Potret Pendidikan: Hasil Kebijakan Pemerintahan Orde Baru

- 14 Mei 2022, 15:45 WIB
Ilustrasi pendidikan.
Ilustrasi pendidikan. /Kemendikbud

PIKIRAN RAKYAT - Pendidikan sudah sepatutnya menentukan masa depan suatu bangsa, apalagi amanat itu di kita sudah sangat jelas melalui pembukaan UUD 1945, mencerdaskan kehidupan bangsa, tapi jika visi pendidikan tidak jelas untuk mengimplementasikannya, yang dipertaruhkan adalah kesejahteraan dan kemajuan bangsa.

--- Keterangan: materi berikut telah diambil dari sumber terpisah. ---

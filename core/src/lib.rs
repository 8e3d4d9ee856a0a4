//! yload-core: Rate-paced load generation engine
//!
//! This crate provides the protocol-agnostic dispatch engine used by the
//! `yload` tool, including:
//!
//! - Run parameters and their derived concurrency
//! - The [`Caller`] capability implemented per protocol
//! - The ticket pool bounding in-flight calls
//! - The [`LoadGenerator`] lifecycle and the per-call timeout race
//! - Error handling

#![warn(missing_docs)]
#![warn(clippy::all)]

pub mod channel;
pub mod config;
pub mod error;
pub mod generator;
pub mod request;
pub mod response;
pub mod tickets;
pub mod traits;

pub use channel::ChannelConfig;
pub use config::{ConfigError, ParamSet, Rate, DEFAULT_UNRATED_CONCURRENCY, MAX_CONCURRENCY};
pub use error::*;
pub use generator::{GeneratorBuilder, GeneratorStats, LoadGenerator, Status};
pub use request::*;
pub use response::*;
pub use tickets::{Ticket, TicketPool};
pub use traits::*;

Visi pendidikan harus diterjemahkan ke dalam sistem pendidikan yang memiliki sasaran jelas, dan tanggap terhadap masalah-masalah bangsa. Karena itu perubahan dalam subsistem pendidikan merupakan suatu hal yang sangat wajar, karena kepedulian untuk menyesuaikan perkembangan yang berselancar dengan perkembangan zaman.

Lahirnya orde baru dan pada saat bersamaan tumpasnya pemberontakan PKI, maka mulailah suatu era baru dalam usaha menempatkan pendidikan sebagai suatu usaha untuk menegakkan cita-cita proklamasi 17 agustus 1945.

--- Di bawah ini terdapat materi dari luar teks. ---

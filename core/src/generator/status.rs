//! Atomic state flags: generator lifecycle and per-call status

use std::sync::atomic::{AtomicU8, Ordering};

/// Lifecycle state of a load generator
#[derive(Debug, Clone, Copy, PartialEq, Eq, Hash)]
pub enum Status {
    /// Built but not started
    NotStarted,
    /// Dispatching calls
    Running,
    /// Stopped; cannot be restarted
    Stopped,
}

impl Status {
    const fn as_u8(self) -> u8 {
        match self {
            Status::NotStarted => 0,
            Status::Running => 1,
            Status::Stopped => 2,
        }
    }

    fn from_u8(value: u8) -> Self {
        match value {
            0 => Status::NotStarted,
            1 => Status::Running,
            _ => Status::Stopped,
        }
    }
}

impl std::fmt::Display for Status {
    fn fmt(&self, f: &mut std::fmt::Formatter<'_>) -> std::fmt::Result {
        match self {
            Status::NotStarted => write!(f, "not_started"),
            Status::Running => write!(f, "running"),
            Status::Stopped => write!(f, "stopped"),
        }
    }
}

/// Lifecycle flag, changed only by compare-and-swap
#[derive(Debug)]
pub(crate) struct LifecycleState(AtomicU8);

impl LifecycleState {
    pub(crate) fn new() -> Self {
        Self(AtomicU8::new(Status::NotStarted.as_u8()))
    }

    pub(crate) fn get(&self) -> Status {
        Status::from_u8(self.0.load(Ordering::Acquire))
    }

    /// Move `from -> to`; fails if the current state is not `from`
    pub(crate) fn transition(&self, from: Status, to: Status) -> bool {
        self.0
            .compare_exchange(from.as_u8(), to.as_u8(), Ordering::AcqRel, Ordering::Acquire)
            .is_ok()
    }
}

/// Resolution of a single call attempt
#[derive(Debug, Clone, Copy, PartialEq, Eq)]
pub(crate) enum CallStatus {
    Pending,
    TimedOut,
    Completed,
}

impl CallStatus {
    const fn as_u8(self) -> u8 {
        match self {
            CallStatus::Pending => 0,
            CallStatus::TimedOut => 1,
            CallStatus::Completed => 2,
        }
    }

    fn from_u8(value: u8) -> Self {
        match value {
            0 => CallStatus::Pending,
            1 => CallStatus::TimedOut,
            _ => CallStatus::Completed,
        }
    }
}

/// Single-assignment call status shared by a call task and its timer
///
/// Whoever moves it out of `Pending` first owns the outcome of the call.
#[derive(Debug)]
pub(crate) struct CallState(AtomicU8);

impl CallState {
    pub(crate) fn new() -> Self {
        Self(AtomicU8::new(CallStatus::Pending.as_u8()))
    }

    pub(crate) fn get(&self) -> CallStatus {
        CallStatus::from_u8(self.0.load(Ordering::Acquire))
    }

    /// Move `Pending -> resolution`; true only for the first claimant
    pub(crate) fn claim(&self, resolution: CallStatus) -> bool {
        self.0
            .compare_exchange(
                CallStatus::Pending.as_u8(),
                resolution.as_u8(),
                Ordering::AcqRel,
                Ordering::Acquire,
            )
            .is_ok()
    }
}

Banyak usaha-usaha yang memerlukan kerja keras dalam rangka mewujudkan suatu sistem pendidikan yang betul-betul sesuai dengan tekad orde baru sebagai orde pembangunan.

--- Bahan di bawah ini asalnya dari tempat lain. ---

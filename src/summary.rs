//! Outcome aggregation and reporting

use std::collections::HashMap;
use std::time::Duration;

use anyhow::{Context, Result};
use chrono::{DateTime, Utc};
use serde::Serialize;
use yload_core::{CallOutcome, GeneratorStats, ParamSet, RetCode};

/// Latency percentiles (all values in milliseconds)
#[derive(Debug, Clone, Copy, Serialize, Default, PartialEq)]
pub struct LatencyPercentiles {
    /// Minimum value
    pub min: f64,
    /// 50th percentile (median)
    pub p50: f64,
    /// 90th percentile
    pub p90: f64,
    /// 95th percentile
    pub p95: f64,
    /// 99th percentile
    pub p99: f64,
    /// Maximum value
    pub max: f64,
    /// Mean value
    pub mean: f64,
}

/// HdrHistogram of call latencies with microsecond precision, max 1 hour
pub struct LatencyHistogram {
    histogram: hdrhistogram::Histogram<u64>,
}

impl LatencyHistogram {
    pub fn new() -> Result<Self> {
        let histogram = hdrhistogram::Histogram::new_with_bounds(1, 3_600_000_000, 3)
            .context("failed to create latency histogram")?;
        Ok(Self { histogram })
    }

    /// Record a duration, saturating at the histogram bounds
    pub fn record(&mut self, duration: Duration) {
        let micros = duration.as_micros().min(u128::from(u64::MAX)) as u64;
        self.histogram.saturating_record(micros.max(1));
    }

    pub fn recorded(&self) -> u64 {
        self.histogram.len()
    }

    pub fn percentiles(&self) -> LatencyPercentiles {
        if self.histogram.is_empty() {
            return LatencyPercentiles::default();
        }

        let ms = |micros: u64| micros as f64 / 1000.0;
        LatencyPercentiles {
            min: ms(self.histogram.min()),
            p50: ms(self.histogram.value_at_quantile(0.50)),
            p90: ms(self.histogram.value_at_quantile(0.90)),
            p95: ms(self.histogram.value_at_quantile(0.95)),
            p99: ms(self.histogram.value_at_quantile(0.99)),
            max: ms(self.histogram.max()),
            mean: self.histogram.mean() / 1000.0,
        }
    }
}

/// One outcome as a JSON line
#[derive(Debug, Serialize)]
pub struct OutcomeLine<'a> {
    pub timestamp: DateTime<Utc>,
    pub id: Option<u64>,
    pub code: RetCode,
    pub code_num: u16,
    pub elapsed_ms: f64,
    #[serde(skip_serializing_if = "is_blank")]
    pub message: &'a str,
}

fn is_blank(message: &&str) -> bool {
    message.is_empty()
}

impl<'a> From<&'a CallOutcome> for OutcomeLine<'a> {
    fn from(outcome: &'a CallOutcome) -> Self {
        Self {
            timestamp: Utc::now(),
            id: outcome.id.map(|id| id.0),
            code: outcome.code,
            code_num: outcome.code.code(),
            elapsed_ms: outcome.elapsed.as_secs_f64() * 1000.0,
            message: &outcome.message,
        }
    }
}

/// Running tally of delivered outcomes
pub struct Summary {
    counts: HashMap<RetCode, u64>,
    latency: LatencyHistogram,
    started_at: DateTime<Utc>,
}

impl Summary {
    pub fn new() -> Result<Self> {
        Ok(Self {
            counts: HashMap::new(),
            latency: LatencyHistogram::new()?,
            started_at: Utc::now(),
        })
    }

    pub fn record(&mut self, outcome: &CallOutcome) {
        *self.counts.entry(outcome.code).or_insert(0) += 1;
        if outcome.is_success() {
            self.latency.record(outcome.elapsed);
        }
    }

    pub fn total(&self) -> u64 {
        self.counts.values().sum()
    }

    pub fn count(&self, code: RetCode) -> u64 {
        self.counts.get(&code).copied().unwrap_or(0)
    }

    /// Close the tally into a report
    pub fn finish(self, params: &ParamSet, elapsed: Duration, stats: GeneratorStats) -> RunReport {
        let total = self.total();
        let successes = self.count(RetCode::Success);
        let success_rate = if total == 0 {
            0.0
        } else {
            successes as f64 / total as f64
        };
        let elapsed_secs = elapsed.as_secs_f64();
        let throughput = if elapsed_secs > 0.0 {
            total as f64 / elapsed_secs
        } else {
            0.0
        };

        let counts = RetCode::ALL
            .iter()
            .map(|code| CodeCount {
                code: *code,
                code_num: code.code(),
                count: self.count(*code),
            })
            .filter(|c| c.count > 0)
            .collect();

        RunReport {
            started_at: self.started_at,
            finished_at: Utc::now(),
            rate: params.rate.to_string(),
            timeout_ms: params.timeout.as_millis() as u64,
            duration_ms: params.duration.as_millis() as u64,
            concurrency: params.concurrency(),
            elapsed_secs,
            dispatched: stats.dispatched,
            delivered: total,
            dropped: stats.dropped,
            counts,
            success_rate,
            throughput,
            latency_samples: self.latency.recorded(),
            latency_ms: self.latency.percentiles(),
        }
    }
}

/// Count of one result code
#[derive(Debug, Clone, Serialize)]
pub struct CodeCount {
    pub code: RetCode,
    pub code_num: u16,
    pub count: u64,
}

/// Final report of a run
#[derive(Debug, Clone, Serialize)]
pub struct RunReport {
    pub started_at: DateTime<Utc>,
    pub finished_at: DateTime<Utc>,
    pub rate: String,
    pub timeout_ms: u64,
    pub duration_ms: u64,
    pub concurrency: u32,
    pub elapsed_secs: f64,
    pub dispatched: u64,
    pub delivered: u64,
    pub dropped: u64,
    pub counts: Vec<CodeCount>,
    pub success_rate: f64,
    pub throughput: f64,
    pub latency_samples: u64,
    pub latency_ms: LatencyPercentiles,
}

impl std::fmt::Display for RunReport {
    fn fmt(&self, f: &mut std::fmt::Formatter<'_>) -> std::fmt::Result {
        writeln!(f, "Load generation finished")?;
        writeln!(
            f,
            "  rate {}  timeout {}ms  duration {}ms  concurrency {}",
            self.rate, self.timeout_ms, self.duration_ms, self.concurrency
        )?;
        writeln!(
            f,
            "  elapsed {:.2}s  dispatched {}  delivered {}  dropped {}",
            self.elapsed_secs, self.dispatched, self.delivered, self.dropped
        )?;
        writeln!(f, "  outcomes:")?;
        for c in &self.counts {
            writeln!(f, "    {:<24} {:>5}  {:>8}", c.code.to_string(), c.code_num, c.count)?;
        }
        writeln!(
            f,
            "  success rate {:.2}%  throughput {:.1}/s",
            self.success_rate * 100.0,
            self.throughput
        )?;
        let l = &self.latency_ms;
        write!(
            f,
            "  latency ms  min {:.2}  p50 {:.2}  p90 {:.2}  p95 {:.2}  p99 {:.2}  max {:.2}  mean {:.2}",
            l.min, l.p50, l.p90, l.p95, l.p99, l.max, l.mean
        )
    }
}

Baca Juga: Hari Pendidikan Nasional: Utamakan Pendidikan Karakter

Namun pada masa ini pun pendidikan belum dikatakan berhasil sepenuhnya, sesuai dengan cita-cita yang diidealkan. Maka pada masa berikutnya yaitu masa reformasi diperlukan adanya pembenahan, misalnya dalam bidang kurikulum yang lazimnya kurikulum harus ditinjau paling sedikit lima tahun.

Pendidikan pada Masa Orde Baru

Orde baru berlangsung dari tahun 1968 hingga 1998, dan dapat dikatakan sebagai era pembangunan nasional. Dalam bidang pembangunan pendidikan, khususnya pendidikan dasar, terjadi suatu loncatan yang sangat signifikan dengan adanya Instruksi Presiden (Inpres) Pendidikan Dasar.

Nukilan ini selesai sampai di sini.